-- What to produce --
Please transcribe exactly, and only, the lines of the data below between the line holding "pub fn left_samples(points: &[Option<(f64, f64)>])" and the line holding "Independent recordings are", inclusive.

-- Source information --
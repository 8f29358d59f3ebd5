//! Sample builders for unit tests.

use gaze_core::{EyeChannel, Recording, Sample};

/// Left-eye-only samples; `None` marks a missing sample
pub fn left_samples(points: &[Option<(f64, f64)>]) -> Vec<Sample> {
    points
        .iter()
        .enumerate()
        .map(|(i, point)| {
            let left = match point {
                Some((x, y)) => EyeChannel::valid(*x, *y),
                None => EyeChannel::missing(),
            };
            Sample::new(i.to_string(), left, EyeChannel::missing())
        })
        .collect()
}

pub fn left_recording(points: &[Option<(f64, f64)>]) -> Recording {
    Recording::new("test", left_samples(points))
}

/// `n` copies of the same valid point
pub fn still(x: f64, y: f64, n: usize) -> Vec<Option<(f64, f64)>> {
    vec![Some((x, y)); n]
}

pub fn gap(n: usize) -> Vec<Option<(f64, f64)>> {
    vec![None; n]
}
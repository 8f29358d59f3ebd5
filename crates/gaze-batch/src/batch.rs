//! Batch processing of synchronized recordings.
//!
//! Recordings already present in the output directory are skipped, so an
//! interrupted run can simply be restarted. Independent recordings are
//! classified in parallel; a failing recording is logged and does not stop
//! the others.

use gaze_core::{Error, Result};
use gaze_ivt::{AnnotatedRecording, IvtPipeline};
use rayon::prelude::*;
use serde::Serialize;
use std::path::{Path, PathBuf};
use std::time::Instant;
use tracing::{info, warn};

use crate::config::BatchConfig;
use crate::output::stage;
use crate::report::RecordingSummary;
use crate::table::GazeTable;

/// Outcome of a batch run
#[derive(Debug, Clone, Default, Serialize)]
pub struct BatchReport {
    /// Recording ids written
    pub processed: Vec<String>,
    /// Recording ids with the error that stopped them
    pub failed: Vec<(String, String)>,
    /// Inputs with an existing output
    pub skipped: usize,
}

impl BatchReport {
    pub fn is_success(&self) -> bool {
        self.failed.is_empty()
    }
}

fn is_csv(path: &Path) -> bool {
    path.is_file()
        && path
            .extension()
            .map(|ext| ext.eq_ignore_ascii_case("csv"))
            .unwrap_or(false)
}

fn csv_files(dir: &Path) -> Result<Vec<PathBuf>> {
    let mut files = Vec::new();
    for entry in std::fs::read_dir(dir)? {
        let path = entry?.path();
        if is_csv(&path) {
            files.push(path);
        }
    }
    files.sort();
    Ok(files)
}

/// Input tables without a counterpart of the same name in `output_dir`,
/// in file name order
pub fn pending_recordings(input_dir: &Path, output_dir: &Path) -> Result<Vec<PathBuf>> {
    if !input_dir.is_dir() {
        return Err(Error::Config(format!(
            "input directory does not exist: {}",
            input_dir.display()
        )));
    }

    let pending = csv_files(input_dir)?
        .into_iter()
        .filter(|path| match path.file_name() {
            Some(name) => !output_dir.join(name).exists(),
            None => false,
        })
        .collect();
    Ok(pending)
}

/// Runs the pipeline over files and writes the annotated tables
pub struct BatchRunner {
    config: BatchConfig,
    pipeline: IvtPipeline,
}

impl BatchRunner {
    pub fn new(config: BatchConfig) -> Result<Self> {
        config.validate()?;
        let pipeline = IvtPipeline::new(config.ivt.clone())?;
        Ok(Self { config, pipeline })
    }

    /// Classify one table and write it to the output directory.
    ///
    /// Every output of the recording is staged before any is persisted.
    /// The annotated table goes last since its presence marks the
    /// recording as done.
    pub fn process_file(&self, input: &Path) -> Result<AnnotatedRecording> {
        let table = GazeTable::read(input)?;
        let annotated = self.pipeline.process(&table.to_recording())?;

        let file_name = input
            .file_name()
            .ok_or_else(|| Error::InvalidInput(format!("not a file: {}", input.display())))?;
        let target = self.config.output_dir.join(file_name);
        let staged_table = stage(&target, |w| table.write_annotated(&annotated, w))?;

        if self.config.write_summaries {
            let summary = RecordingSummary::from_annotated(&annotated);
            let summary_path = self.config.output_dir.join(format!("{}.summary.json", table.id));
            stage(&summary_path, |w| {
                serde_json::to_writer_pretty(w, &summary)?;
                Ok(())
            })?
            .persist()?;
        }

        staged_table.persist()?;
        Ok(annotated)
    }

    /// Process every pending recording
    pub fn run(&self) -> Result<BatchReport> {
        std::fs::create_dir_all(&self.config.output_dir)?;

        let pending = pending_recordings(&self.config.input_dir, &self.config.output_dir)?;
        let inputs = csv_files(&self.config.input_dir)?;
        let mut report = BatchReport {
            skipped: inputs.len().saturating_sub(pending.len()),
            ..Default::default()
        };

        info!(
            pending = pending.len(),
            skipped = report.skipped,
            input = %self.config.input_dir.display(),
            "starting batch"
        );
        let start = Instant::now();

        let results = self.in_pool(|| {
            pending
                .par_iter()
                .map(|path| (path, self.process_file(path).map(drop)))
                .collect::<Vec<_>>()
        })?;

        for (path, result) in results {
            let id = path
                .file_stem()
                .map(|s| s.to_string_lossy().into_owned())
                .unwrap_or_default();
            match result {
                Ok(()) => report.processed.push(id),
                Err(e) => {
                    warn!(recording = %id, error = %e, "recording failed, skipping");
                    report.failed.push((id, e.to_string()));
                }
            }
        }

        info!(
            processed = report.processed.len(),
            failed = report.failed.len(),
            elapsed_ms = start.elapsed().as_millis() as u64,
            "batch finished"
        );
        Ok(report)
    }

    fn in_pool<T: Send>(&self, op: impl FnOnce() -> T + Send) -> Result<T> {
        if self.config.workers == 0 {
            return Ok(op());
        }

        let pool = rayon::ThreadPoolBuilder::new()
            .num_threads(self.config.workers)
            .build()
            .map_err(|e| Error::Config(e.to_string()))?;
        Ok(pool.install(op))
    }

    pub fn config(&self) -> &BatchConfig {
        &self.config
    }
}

* * *

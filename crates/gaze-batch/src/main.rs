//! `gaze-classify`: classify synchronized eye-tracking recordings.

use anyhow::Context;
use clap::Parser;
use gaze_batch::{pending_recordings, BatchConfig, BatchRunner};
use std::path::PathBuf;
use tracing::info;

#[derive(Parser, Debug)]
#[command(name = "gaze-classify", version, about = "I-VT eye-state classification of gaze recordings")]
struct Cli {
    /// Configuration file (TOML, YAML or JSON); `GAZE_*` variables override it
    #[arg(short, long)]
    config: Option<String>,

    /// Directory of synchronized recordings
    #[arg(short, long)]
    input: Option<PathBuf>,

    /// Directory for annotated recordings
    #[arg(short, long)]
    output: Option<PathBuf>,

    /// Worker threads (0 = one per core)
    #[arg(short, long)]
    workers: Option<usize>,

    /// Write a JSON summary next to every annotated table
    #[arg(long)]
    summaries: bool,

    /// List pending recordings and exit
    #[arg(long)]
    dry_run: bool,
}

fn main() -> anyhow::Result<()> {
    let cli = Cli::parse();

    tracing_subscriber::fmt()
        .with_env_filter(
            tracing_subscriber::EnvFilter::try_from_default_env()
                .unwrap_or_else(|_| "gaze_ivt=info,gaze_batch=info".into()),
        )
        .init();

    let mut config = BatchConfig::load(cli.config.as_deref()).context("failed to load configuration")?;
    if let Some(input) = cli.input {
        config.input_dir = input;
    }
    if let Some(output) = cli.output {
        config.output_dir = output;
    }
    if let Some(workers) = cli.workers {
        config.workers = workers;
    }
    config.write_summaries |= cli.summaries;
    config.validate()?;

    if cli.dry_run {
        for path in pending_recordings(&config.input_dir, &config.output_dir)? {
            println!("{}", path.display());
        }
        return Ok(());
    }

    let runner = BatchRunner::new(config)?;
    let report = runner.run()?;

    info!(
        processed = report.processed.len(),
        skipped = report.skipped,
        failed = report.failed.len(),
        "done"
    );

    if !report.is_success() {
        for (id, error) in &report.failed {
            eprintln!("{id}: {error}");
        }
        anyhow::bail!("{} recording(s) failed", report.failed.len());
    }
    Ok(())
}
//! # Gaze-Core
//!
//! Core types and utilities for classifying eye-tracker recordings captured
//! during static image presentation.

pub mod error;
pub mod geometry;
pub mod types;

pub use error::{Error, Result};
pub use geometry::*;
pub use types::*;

-- Solution to this problem --
pub fn left_samples(points: &[Option<(f64, f64)>]) -> Vec<Sample> {
    points
        .iter()
        .enumerate()
        .map(|(i, point)| {
            let left = match point {
                Some((x, y)) => EyeChannel::valid(*x, *y),
                None => EyeChannel::missing(),
            };
            Sample::new(i.to_string(), left, EyeChannel::missing())
        })
        .collect()
}

pub fn left_recording(points: &[Option<(f64, f64)>]) -> Recording {
    Recording::new("test", left_samples(points))
}

/// `n` copies of the same valid point
pub fn still(x: f64, y: f64, n: usize) -> Vec<Option<(f64, f64)>> {
    vec![Some((x, y)); n]
}

pub fn gap(n: usize) -> Vec<Option<(f64, f64)>> {
    vec![None; n]
}
repository 8f29358d59f3ebd5
filename crates/gaze-batch/src/batch.rs
//! Batch processing of synchronized recordings.
//!
//! Recordings already present in the output directory are skipped, so an
//! interrupted run can simply be restarted. Independent recordings are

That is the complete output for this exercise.